---
title: "HTML to markdown web scraping"
description: "A simple web scraping project to convert HTML to markdown using Python"
date: 2024-05-20
tags: ["python", "web scraping", "html", "markdown"]
---

In [None]:
# install prerequisites
%pip install markdownify
%pip install requests
%pip install pandas

In [None]:
import requests
from bs4 import BeautifulSoup
from markdownify import markdownify as md

def find_content(soup):
    # Try different heuristics to find content
    content_selectors = [
        {'tag': 'div', 'attr': {'class': 'main-content'}},
        {'tag': 'main', 'attr': {}},
        {'tag': 'article', 'attr': {}}
    ]

    for selector in content_selectors:
        content = soup.find(selector['tag'], attrs=selector['attr'])
        if content:
            return content

    # As a fallback, return the body or None
    return soup.find('body') or None

def html_to_markdown(url):
    # Fetching the HTML content
    response = requests.get(url)
    response.raise_for_status()  # Will raise an HTTPError for bad requests

    # Parsing HTML
    soup = BeautifulSoup(response.text, 'html.parser')

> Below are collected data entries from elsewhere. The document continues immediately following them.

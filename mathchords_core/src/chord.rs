// Chord representation and pitch-class extraction.
//
// A chord stores its root pitch class plus the semitone steps between
// consecutive notes (not absolute positions). The absolute pitch-class
// sequence is recovered by cumulative summation mod 12, root first. That
// extraction is the single source of truth: every canonicalization and
// feature function downstream consumes it rather than recomputing.
//
// `bass` names which pitch class sounds lowest. It usually equals the first
// note but inversion simulation (generate.rs) cycles it through the others,
// and `bass_first_sequence` rotates the note order to start there.

use serde::{Deserialize, Serialize};

use crate::error::ChordError;

/// Note names for the 12 pitch classes, sharps only.
pub const NOTE_NAMES: [&str; 12] = [
    "C", "C#", "D", "D#", "E", "F", "F#", "G", "G#", "A", "A#", "B",
];

/// A chord: root pitch class, octave register, bass note, scale degree, and
/// the signed semitone steps between consecutive notes.
#[derive(Debug, Clone, PartialEq, Eq, Serialize, Deserialize)]
pub struct Chord {
    /// Octave register of the bass note (4 = the octave of middle C).
    pub octave: i32,
    /// Pitch class of the lowest sounding note.
    pub bass: u8,
    /// Pitch class of the chord root (0 = C).
    pub root: u8,
    /// 1-indexed scale degree of the root within the governing scale.
    pub degree: usize,
    /// Signed semitone steps between consecutive notes.
    pub intervals: Vec<i32>,
}

impl Chord {
    /// Structural validation; generation and extraction refuse malformed
    /// chords rather than producing garbage downstream.
    pub fn validate(&self) -> Result<(), ChordError> {
        if self.root >= 12 {
            return Err(ChordError::InvalidChord(format!(
                "root {} out of range 0..12",
                self.root
            )));
        }
        if self.bass >= 12 {
            return Err(ChordError::InvalidChord(format!(
                "bass {} out of range 0..12",
                self.bass
            )));
        }
        if self.degree == 0 {
            return Err(ChordError::InvalidChord("degree must be >= 1".to_string()));
        }
        Ok(())
    }

    /// Extract the chord's pitch classes in chord order: the root, then each
    /// cumulative step reduced mod 12. Duplicates are retained; length is
    /// always `intervals.len() + 1`.
    pub fn pitch_classes(&self) -> Vec<u8> {
        let mut pitches = Vec::with_capacity(self.intervals.len() + 1);
        let mut acc = i32::from(self.root);
        pitches.push(self.root % 12);
        for &interval in &self.intervals {
            acc = (acc + interval).rem_euclid(12);
            pitches.push(acc as u8);
        }
        pitches
    }

    /// Pitch classes shifted so the first element is 0. Display alignment
    /// only; not a theoretical canonical form.
    pub fn transposed_to_zero(&self) -> Vec<u8> {
        let pitches = self.pitch_classes();
        let shift = pitches[0];
        pitches.iter().map(|&p| (12 + p - shift) % 12).collect()
    }

    /// The note sequence rotated so it starts at the bass. Fails when the
    /// stated bass is not one of the chord's pitch classes (only possible
    /// for hand-built chords; the generator and inversion simulator always
    /// keep bass in the set).
    pub fn bass_first_sequence(&self) -> Result<Vec<u8>, ChordError> {
        let sequence = self.pitch_classes();
        let bass_index = sequence
            .iter()
            .position(|&p| p == self.bass)
            .ok_or(ChordError::BassNotInChord(self.bass))?;
        let mut reordered = Vec::with_capacity(sequence.len());
        reordered.extend_from_slice(&sequence[bass_index..]);
        reordered.extend_from_slice(&sequence[..bass_index]);
        Ok(reordered)
    }

    /// Triad quality from the interval pattern.
    pub fn quality(&self) -> ChordQuality {
        ChordQuality::classify(&self.intervals)
    }

    /// Chord name in lead-sheet style: root, quality suffix, and a slash
    /// bass when the bass differs from the root (e.g. "Dm", "B°", "C/G").
    pub fn name(&self) -> String {
        let mut name = NOTE_NAMES[usize::from(self.root % 12)].to_string();
        match self.quality() {
            ChordQuality::Minor => name.push('m'),
            ChordQuality::Diminished => name.push('°'),
            ChordQuality::Major | ChordQuality::Unknown => {}
        }
        if self.bass % 12 != self.root % 12 {
            name.push('/');
            name.push_str(NOTE_NAMES[usize::from(self.bass % 12)]);
        }
        name
    }
}

/// Triad quality classified by exact interval-pattern match.
#[derive(Debug, Clone, Copy, PartialEq, Eq, Serialize, Deserialize)]
#[serde(rename_all = "lowercase")]
pub enum ChordQuality {
    Major,
    Minor,
    Diminished,
    Unknown,
}

impl ChordQuality {
    /// `[4,3]` is major, `[3,4]` minor, `[3,3]` diminished; anything else is
    /// explicitly unknown, never an error.
    pub fn classify(intervals: &[i32]) -> ChordQuality {
        match intervals {
            [4, 3] => ChordQuality::Major,
            [3, 4] => ChordQuality::Minor,
            [3, 3] => ChordQuality::Diminished,
            _ => ChordQuality::Unknown,
        }
    }

    pub fn label(self) -> &'static str {
        match self {
            ChordQuality::Major => "major",
            ChordQuality::Minor => "minor",
            ChordQuality::Diminished => "diminished",
            ChordQuality::Unknown => "unknown",
        }
    }
}

/// Marker appearance for one chord quality, consumed by the external
/// plotting layer.
#[derive(Debug, Clone, PartialEq, Eq, Serialize, Deserialize)]
pub struct MarkerStyle {
    pub color: String,
    pub symbol: String,
}

/// Color/symbol assignment per chord quality. The defaults match the
/// palette the plotting notebooks expect.
#[derive(Debug, Clone, PartialEq, Eq, Serialize, Deserialize)]
pub struct PlotConfig {
    pub major: MarkerStyle,
    pub minor: MarkerStyle,
    pub diminished: MarkerStyle,
    pub unknown: MarkerStyle,
}

impl PlotConfig {
    pub fn style_for(&self, quality: ChordQuality) -> &MarkerStyle {
        match quality {
            ChordQuality::Major => &self.major,
            ChordQuality::Minor => &self.minor,
            ChordQuality::Diminished => &self.diminished,
            ChordQuality::Unknown => &self.unknown,
        }
    }
}

impl Default for PlotConfig {
    fn default() -> Self {
        let style = |color: &str, symbol: &str| MarkerStyle {
            color: color.to_string(),
            symbol: symbol.to_string(),
        };
        PlotConfig {
            major: style("red", "star-square"),
            minor: style("blue", "star-triangle-down"),
            diminished: style("green", "circle"),
            unknown: style("orange", "asterisk"),
        }
    }
}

    # Find content using heuristics
    content_div = find_content(soup)

    if content_div:
        # Converting to Markdown
        markdown_text = md(str(content_div), heading_style="ATX")
        return markdown_text
    else:
        return "Content not found."

# Example usage
url = 'https://getbootstrap.com/docs/5.3/components/modal/'
markdown_output = html_to_markdown(url)
print(markdown_output)


In [None]:
import requests
from bs4 import BeautifulSoup
from markdownify import markdownify as md
from datetime import datetime

def find_content(soup):
    content_selectors = [
        {'tag': 'div', 'attr': {'class': 'main-content'}},
        {'tag': 'main', 'attr': {}},
        {'tag': 'article', 'attr': {}}
    ]
    for selector in content_selectors:
        content = soup.find(selector['tag'], attrs=selector['attr'])
        if content:
            return content
    return soup.find('body') or None

def extract_metadata(soup, url):
    title = soup.find('title').text if soup.find('title') else 'No Title'
    description_tag = soup.find('meta', attrs={"name": "description"})
    description = description_tag['content'] if description_tag else 'No Description'
    date_retrieved = datetime.now().strftime('%Y-%m-%d %H:%M:%S')
    return {
        'title': title,
        'url': url,
        'date_retrieved': date_retrieved,
        'description': description
    }

def html_to_markdown(url):
    response = requests.get(url)
    response.raise_for_status()
    soup = BeautifulSoup(response.text, 'html.parser')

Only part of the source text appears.